_What the exercise asks_
Among the records below, find the lines with the word "zmetadata" and copy them.
BEGIN Information provided
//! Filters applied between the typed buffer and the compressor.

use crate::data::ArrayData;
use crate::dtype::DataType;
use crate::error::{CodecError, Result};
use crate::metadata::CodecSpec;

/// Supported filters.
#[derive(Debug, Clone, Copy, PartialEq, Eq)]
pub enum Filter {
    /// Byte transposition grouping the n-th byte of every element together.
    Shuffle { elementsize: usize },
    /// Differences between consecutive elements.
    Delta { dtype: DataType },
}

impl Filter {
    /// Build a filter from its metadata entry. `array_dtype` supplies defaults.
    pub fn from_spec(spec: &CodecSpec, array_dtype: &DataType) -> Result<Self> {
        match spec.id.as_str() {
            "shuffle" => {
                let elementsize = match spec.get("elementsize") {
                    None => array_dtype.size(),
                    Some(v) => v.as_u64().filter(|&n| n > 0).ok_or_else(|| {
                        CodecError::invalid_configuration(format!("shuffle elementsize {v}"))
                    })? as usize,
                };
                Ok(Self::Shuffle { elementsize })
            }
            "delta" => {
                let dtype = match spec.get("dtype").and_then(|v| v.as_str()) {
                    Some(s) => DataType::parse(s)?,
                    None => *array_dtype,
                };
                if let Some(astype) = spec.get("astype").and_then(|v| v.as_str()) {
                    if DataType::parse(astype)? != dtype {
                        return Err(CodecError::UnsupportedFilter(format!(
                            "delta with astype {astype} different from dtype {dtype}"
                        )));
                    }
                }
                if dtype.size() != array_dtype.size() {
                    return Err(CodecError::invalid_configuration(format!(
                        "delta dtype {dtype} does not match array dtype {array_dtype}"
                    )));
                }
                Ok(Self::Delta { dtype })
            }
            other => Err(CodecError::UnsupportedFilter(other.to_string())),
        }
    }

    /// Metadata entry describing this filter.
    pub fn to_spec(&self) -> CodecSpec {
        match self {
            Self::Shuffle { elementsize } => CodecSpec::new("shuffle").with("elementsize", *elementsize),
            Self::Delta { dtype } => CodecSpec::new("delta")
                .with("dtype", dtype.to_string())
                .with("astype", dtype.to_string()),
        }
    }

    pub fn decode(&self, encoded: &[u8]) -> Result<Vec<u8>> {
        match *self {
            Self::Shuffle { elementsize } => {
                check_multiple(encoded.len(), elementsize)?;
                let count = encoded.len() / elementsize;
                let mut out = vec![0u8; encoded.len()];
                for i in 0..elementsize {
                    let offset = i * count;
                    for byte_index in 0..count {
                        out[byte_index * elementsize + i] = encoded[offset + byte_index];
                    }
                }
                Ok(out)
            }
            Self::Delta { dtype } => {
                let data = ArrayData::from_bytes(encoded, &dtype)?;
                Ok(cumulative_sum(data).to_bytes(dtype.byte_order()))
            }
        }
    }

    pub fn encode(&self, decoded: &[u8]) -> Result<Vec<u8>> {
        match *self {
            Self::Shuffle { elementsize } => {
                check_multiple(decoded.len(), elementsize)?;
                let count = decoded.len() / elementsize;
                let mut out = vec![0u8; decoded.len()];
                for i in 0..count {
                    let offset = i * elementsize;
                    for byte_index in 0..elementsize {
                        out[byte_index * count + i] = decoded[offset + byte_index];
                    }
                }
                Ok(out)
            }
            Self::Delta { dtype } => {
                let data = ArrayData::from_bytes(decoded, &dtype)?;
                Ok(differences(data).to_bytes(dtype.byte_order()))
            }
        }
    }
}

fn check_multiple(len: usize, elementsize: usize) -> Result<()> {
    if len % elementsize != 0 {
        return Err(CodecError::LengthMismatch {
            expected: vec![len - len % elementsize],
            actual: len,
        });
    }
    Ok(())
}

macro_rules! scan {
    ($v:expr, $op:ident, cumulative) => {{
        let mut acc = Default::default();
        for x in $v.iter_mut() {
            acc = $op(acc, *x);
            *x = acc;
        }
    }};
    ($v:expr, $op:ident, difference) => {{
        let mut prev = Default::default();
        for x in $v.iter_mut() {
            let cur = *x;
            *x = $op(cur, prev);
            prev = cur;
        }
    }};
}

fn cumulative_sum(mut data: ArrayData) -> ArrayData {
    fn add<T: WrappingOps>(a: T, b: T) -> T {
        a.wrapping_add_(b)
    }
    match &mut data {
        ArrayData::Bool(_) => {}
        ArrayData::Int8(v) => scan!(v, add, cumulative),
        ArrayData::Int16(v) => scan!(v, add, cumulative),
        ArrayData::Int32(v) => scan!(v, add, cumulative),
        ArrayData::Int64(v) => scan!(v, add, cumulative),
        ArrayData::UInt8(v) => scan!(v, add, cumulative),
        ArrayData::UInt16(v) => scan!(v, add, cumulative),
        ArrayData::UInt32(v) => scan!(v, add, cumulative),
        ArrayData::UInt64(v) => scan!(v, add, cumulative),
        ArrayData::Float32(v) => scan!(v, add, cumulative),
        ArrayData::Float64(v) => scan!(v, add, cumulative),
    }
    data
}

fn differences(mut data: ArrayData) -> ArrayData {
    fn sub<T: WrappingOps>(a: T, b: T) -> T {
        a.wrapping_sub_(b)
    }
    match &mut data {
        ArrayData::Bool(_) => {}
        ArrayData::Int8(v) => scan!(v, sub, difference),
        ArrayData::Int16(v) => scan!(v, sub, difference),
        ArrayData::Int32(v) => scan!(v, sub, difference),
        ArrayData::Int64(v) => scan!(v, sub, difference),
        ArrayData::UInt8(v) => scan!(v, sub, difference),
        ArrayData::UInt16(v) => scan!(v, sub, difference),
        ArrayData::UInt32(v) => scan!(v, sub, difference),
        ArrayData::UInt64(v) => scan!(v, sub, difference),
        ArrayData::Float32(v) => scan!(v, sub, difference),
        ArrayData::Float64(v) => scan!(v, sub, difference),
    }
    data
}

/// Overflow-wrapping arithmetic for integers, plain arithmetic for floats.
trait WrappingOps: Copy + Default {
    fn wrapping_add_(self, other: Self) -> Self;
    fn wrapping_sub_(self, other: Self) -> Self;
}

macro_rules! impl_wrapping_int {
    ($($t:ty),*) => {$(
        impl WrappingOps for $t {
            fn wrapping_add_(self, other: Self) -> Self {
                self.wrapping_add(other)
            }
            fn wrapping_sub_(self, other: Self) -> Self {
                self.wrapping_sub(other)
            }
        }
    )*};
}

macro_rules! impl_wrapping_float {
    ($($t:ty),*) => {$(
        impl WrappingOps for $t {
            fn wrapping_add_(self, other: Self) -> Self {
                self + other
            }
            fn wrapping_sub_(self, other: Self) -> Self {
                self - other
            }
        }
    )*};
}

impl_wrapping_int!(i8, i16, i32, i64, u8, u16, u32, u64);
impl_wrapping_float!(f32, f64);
END Information provided
BEGIN Information provided
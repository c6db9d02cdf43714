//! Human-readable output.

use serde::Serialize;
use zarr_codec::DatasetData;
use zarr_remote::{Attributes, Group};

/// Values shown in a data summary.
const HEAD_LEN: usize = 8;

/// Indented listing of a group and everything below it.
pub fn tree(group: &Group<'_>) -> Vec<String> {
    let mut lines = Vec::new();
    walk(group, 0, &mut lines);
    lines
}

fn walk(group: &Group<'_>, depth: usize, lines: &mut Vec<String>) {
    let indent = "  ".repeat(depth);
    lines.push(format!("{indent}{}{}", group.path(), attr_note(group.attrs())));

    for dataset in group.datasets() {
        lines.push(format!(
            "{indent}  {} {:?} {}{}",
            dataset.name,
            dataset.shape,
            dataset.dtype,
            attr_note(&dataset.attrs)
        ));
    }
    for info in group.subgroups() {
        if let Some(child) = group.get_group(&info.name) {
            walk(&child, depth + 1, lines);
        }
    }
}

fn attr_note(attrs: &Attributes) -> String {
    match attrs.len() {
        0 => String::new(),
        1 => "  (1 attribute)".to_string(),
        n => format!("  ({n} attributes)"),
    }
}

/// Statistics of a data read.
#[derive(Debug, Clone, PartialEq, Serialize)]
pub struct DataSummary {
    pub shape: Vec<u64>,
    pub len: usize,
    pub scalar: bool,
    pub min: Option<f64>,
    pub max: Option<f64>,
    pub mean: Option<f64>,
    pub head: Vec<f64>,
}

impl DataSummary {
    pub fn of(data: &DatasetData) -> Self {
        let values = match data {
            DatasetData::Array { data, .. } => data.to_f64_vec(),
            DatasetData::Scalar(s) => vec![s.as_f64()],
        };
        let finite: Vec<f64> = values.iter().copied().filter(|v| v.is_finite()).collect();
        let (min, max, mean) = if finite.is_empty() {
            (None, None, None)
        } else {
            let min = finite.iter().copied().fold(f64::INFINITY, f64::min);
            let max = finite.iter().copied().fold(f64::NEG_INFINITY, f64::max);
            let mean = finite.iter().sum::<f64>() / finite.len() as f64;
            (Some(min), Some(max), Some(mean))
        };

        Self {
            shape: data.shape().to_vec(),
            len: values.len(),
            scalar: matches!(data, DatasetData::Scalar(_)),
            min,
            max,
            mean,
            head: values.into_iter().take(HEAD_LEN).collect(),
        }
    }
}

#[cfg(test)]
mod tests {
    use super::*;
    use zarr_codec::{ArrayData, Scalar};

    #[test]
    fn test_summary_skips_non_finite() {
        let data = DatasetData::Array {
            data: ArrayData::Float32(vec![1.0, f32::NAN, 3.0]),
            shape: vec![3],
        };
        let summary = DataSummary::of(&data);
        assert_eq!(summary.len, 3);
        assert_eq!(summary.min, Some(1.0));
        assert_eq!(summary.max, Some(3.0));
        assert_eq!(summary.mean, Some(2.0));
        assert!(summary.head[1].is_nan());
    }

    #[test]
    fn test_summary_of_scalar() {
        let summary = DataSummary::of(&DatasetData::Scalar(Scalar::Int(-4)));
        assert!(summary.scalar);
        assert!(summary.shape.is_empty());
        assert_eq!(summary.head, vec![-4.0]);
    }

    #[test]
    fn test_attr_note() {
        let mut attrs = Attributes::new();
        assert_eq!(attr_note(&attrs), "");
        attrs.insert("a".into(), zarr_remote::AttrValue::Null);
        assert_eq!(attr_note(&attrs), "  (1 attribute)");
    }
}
END Information provided
BEGIN Information provided
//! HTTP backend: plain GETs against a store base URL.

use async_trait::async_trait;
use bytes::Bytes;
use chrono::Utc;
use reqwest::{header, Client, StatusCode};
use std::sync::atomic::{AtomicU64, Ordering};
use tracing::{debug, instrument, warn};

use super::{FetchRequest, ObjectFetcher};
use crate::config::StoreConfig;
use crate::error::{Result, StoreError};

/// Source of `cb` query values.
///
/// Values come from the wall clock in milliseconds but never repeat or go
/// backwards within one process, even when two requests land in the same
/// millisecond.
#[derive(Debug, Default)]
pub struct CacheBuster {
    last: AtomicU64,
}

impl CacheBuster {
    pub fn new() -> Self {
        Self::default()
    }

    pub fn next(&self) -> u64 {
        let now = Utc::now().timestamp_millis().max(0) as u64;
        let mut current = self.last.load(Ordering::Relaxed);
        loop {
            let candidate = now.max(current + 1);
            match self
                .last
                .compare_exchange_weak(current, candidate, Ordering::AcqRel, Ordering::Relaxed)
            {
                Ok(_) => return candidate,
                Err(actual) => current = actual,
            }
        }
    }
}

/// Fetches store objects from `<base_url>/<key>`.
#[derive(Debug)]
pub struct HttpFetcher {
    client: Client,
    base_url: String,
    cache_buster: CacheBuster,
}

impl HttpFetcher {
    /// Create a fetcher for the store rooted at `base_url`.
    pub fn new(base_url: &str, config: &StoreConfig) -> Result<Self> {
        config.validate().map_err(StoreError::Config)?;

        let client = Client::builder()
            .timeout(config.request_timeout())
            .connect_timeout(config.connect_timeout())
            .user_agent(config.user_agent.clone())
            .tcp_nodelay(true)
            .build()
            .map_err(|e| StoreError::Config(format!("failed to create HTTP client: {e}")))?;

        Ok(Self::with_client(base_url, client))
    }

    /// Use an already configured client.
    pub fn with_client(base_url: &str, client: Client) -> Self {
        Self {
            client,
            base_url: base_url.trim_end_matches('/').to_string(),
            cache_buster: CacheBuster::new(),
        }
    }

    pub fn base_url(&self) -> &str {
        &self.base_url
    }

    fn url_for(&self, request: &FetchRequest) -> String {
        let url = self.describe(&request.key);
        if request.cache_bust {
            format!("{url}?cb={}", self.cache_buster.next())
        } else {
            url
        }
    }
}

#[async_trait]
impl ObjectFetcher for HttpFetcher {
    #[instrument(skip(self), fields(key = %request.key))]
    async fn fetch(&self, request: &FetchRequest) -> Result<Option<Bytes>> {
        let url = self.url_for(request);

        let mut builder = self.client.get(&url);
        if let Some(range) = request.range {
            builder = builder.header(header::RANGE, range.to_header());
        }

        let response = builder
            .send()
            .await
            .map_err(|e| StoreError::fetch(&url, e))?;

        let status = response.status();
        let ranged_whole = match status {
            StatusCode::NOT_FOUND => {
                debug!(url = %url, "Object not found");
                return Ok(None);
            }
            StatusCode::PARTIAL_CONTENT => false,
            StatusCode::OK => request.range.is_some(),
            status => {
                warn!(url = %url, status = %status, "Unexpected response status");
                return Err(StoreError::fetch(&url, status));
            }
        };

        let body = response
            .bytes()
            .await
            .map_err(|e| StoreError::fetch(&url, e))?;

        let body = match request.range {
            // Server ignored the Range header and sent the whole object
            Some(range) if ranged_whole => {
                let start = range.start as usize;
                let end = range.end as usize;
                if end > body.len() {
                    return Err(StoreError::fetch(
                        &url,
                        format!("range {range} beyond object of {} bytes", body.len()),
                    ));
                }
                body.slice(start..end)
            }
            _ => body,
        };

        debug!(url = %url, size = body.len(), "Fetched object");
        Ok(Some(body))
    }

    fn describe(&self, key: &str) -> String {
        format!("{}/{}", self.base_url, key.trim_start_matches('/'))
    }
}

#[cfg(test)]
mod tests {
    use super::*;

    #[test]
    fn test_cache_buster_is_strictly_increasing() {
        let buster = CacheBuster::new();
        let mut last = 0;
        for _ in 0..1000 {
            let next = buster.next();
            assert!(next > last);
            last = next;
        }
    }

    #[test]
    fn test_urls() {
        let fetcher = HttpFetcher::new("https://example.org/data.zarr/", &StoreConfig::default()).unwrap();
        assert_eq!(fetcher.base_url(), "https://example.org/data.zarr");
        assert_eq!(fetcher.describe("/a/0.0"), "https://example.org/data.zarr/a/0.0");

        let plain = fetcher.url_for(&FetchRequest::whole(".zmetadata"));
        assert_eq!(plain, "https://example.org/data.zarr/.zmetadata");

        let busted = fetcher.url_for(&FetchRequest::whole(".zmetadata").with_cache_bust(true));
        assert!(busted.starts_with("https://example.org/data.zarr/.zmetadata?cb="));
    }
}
END Information provided
_Output for this task_
        let plain = fetcher.url_for(&FetchRequest::whole(".zmetadata"));
        assert_eq!(plain, "https://example.org/data.zarr/.zmetadata");
        let busted = fetcher.url_for(&FetchRequest::whole(".zmetadata").with_cache_bust(true));
        assert!(busted.starts_with("https://example.org/data.zarr/.zmetadata?cb="));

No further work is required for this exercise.